The management and therapy of bone cancer pain (BCP) remain formidable clinical challenges. Curcumin and its analogues have been shown to have anti-inflammatory and analgesic properties. In the present study, we investigated the efficacy of curcumin analogue NL04 (NL04) in modulating inflammation in spinal dorsal horn (SDH), thereby exploring its potential to reduce central sensitization of BCP in a rat model. Differing doses of NL04 and curcumin were administered intrathecally either once (on day 12 of BCP) or over seven consecutive days (from day 6–12 of BCP). Results indicated that the ED50 for NL04 and curcumin ameliorating BCP-induced mechanical hyperalgesia is 49.08 μg/kg and 489.6 μg/kg, respectively. The analgesic effects at various doses of NL04 lasted between 4 and 8 h, with sustained administration over a week maintaining pain relief for 1–4 days, while also ameliorating locomotor gait via gait analysis and reducing depressive and anxiety-like behaviors via open-field and light–dark transition tests.
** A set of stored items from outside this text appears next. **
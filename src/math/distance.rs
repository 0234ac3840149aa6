//! Planar distance between observations and candidate sources.
//!
//! ## Purpose
//!
//! The model only ever needs the *squared* Euclidean distance in the plane:
//! bin thresholds are compared against squared radii and the Gaussian weight
//! takes the squared distance directly, so no square root is taken.
//!
//! ## Invariants
//!
//! * Distance is always non-negative for finite inputs.
//! * Distance is zero if and only if the points coincide.

// External dependencies
use num_traits::Float;

/// Squared Euclidean distance between `(px, py)` and `(cx, cy)`.
#[inline]
pub fn squared_distance<T: Float>(px: T, py: T, cx: T, cy: T) -> T {
    let dx = px - cx;
    let dy = py - cy;
    dx * dx + dy * dy
}

/// Minimum and maximum of a set of values, or `None` if empty.
///
/// Used for diagnostic summaries of candidate axes.
pub fn value_range<T: Float>(values: &[T]) -> Option<(T, T)> {
    if values.is_empty() {
        return None;
    }
    let mut min = T::infinity();
    let mut max = T::neg_infinity();
    for &val in values {
        if val < min {
            min = val;
        }
        if val > max {
            max = val;
        }
    }
    Some((min, max))
}
//! Execution backend selection.
//!
//! ## Purpose
//!
//! This module defines the `Backend` enum used to choose how the candidate
//! grid is traversed. Grid cells are independent, so the choice never affects
//! the output, only how the work is scheduled.
//!
//! ## Design notes
//!
//! * **Feature-gated**: `Parallel` requires the `parallel` feature (rayon).
//!   Without it the executor falls back to sequential traversal.
//!
//! ## Non-goals
//!
//! * This module does not schedule work itself (handled by `engine::executor`).

/// Execution backend for grid traversal.
#[derive(Debug, Clone, Copy, PartialEq, Eq, Default)]
#[cfg_attr(feature = "serde", derive(serde::Serialize, serde::Deserialize))]
pub enum Backend {
    /// Single-threaded traversal: sigma outer, then x, then y.
    #[default]
    Sequential,

    /// Cells evaluated on the rayon thread pool.
    Parallel,
}

impl Backend {
    /// Whether this backend will actually run in parallel in this build.
    #[inline]
    pub const fn is_parallel(&self) -> bool {
        matches!(self, Backend::Parallel) && cfg!(feature = "parallel")
    }
}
The analgesic effects at various doses of curcumin lasted 4 h, with sustained administration over a week maintaining pain relief for 0–2 days. ELISA, Western blotting, qPCR, and immunofluorescence assays substantiated that intrathecal administration of NL04 on days 6–12 of BCP dose-dependently lowered spinal IL-1β and IL-18 levels and significantly reduced the expression of IKKβ genes and proteins, as well as the downstream cleavage of the trans-Golgi network (TGN). Whole-cell patch-clamp results demonstrated that NL04 inhibits potassium ion efflux in rat primary spinal neurons. Thus, NL04 exhibits significant analgesic effects in a BCP rat model by downregulating IKKβ expression and inhibiting neuronal potassium ion efflux, which, in turn, suppresses the activation of NLRP3 inflammasomes and reduces IL-1β production, potentially ameliorating pain management in BCP.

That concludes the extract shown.